When a line in the records contains the string "entry", copy that line.

Stored items:
------
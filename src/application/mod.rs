//! Export core: translation, policy, scrubbing and export orchestration.

pub mod aliases;
pub mod error;
pub mod export;
pub mod manager;
pub mod policy;
pub mod repos;
pub mod rules;
pub mod scrub;
pub mod site;
pub mod translator;
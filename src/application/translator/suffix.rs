//! Output-suffix rewriting for rendered resources.

use std::path::Path;

use crate::domain::paths;

/// Append `suffix` unless the name already ends with it (`page.jsp` → `page.jsp.html`).
pub fn with_export_suffix(rfs_name: &str, suffix: &str) -> String {
    if rfs_name.ends_with(suffix) {
        rfs_name.to_string()
    } else {
        format!("{rfs_name}{suffix}")
    }
}

/// Remove one outer suffix added by rendering.
///
/// The export suffix itself is always removable; any other extension only when
/// an inner extension remains (`a.jsp.htm` → `a.jsp`, but `a.css` stays).
pub fn strip_outer_suffix(rfs_name: &str, export_suffix: &str) -> Option<String> {
    if paths::is_folder(rfs_name) {
        return None;
    }
    let name = paths::name(rfs_name);
    let stem_len = if name.len() > export_suffix.len() && name.ends_with(export_suffix) {
        name.len() - export_suffix.len()
    } else {
        let stem = paths::strip_extension(name);
        paths::extension(stem)?;
        stem.len()
    };
    let cut = rfs_name.len() - name.len() + stem_len;
    Some(rfs_name[..cut].to_string())
}

pub fn has_template_suffix(rfs_name: &str, template_suffixes: &[String]) -> bool {
    let name = paths::name(rfs_name).to_ascii_lowercase();
    template_suffixes
        .iter()
        .any(|suffix| name.ends_with(suffix.as_str()))
}

/// First file in `dir` (by name) that is `base_name` plus one more suffix.
///
/// Used for deleted templates, whose rendered suffix can no longer be derived
/// from the content tree.
pub async fn sibling_with_suffix(dir: &Path, base_name: &str) -> Option<String> {
    let mut entries = tokio::fs::read_dir(dir).await.ok()?;
    let prefix = format!("{base_name}.");
    let mut best: Option<String> = None;
    while let Ok(Some(entry)) = entries.next_entry().await {
        let Ok(name) = entry.file_name().into_string() else {
            continue;
        };
        if !name.starts_with(&prefix) || name.len() == prefix.len() {
            continue;
        }
        if best.as_ref().is_none_or(|current| name < *current) {
            best = Some(name);
        }
    }
    best
}

#[cfg(test)]
mod tests {
    use super::*;

    #[test]
    fn suffix_is_appended_once() {
        assert_eq!(with_export_suffix("/a/page.jsp", ".html"), "/a/page.jsp.html");
        assert_eq!(with_export_suffix("/a/news", ".html"), "/a/news.html");
        assert_eq!(with_export_suffix("/a/index.html", ".html"), "/a/index.html");
    }

    #[test]
    fn outer_suffixes_strip_one_at_a_time() {
        assert_eq!(
            strip_outer_suffix("/a/page.jsp.html", ".html").as_deref(),
            Some("/a/page.jsp")
        );
        assert_eq!(strip_outer_suffix("/a/news.html", ".html").as_deref(), Some("/a/news"));
        assert_eq!(
            strip_outer_suffix("/a.b/page.jsp.htm", ".html").as_deref(),
            Some("/a.b/page.jsp")
        );
        assert_eq!(strip_outer_suffix("/a/style.css", ".html"), None);
        assert_eq!(strip_outer_suffix("/a/.html", ".html"), None);
        assert_eq!(strip_outer_suffix("/a/", ".html"), None);
    }

    #[test]
    fn template_suffixes_are_case_insensitive() {
        let suffixes = vec![".jsp".to_string()];
        assert!(has_template_suffix("/a/Page.JSP", &suffixes));
        assert!(!has_template_suffix("/a/page.html", &suffixes));
    }

    #[tokio::test]
    async fn sibling_scan_picks_the_first_name() {
        let dir = tempfile::tempdir().expect("tempdir");
        for name in ["page.jsp.htm", "page.jsp.html", "page.jsp", "other.jsp.html"] {
            std::fs::write(dir.path().join(name), b"x").expect("write");
        }

        let found = sibling_with_suffix(dir.path(), "page.jsp").await;
        assert_eq!(found.as_deref(), Some("page.jsp.htm"));
        assert_eq!(sibling_with_suffix(dir.path(), "missing.jsp").await, None);
    }
}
------
== Your response ==
    while let Ok(Some(entry)) = entries.next_entry().await {
        let Ok(name) = entry.file_name().into_string() else {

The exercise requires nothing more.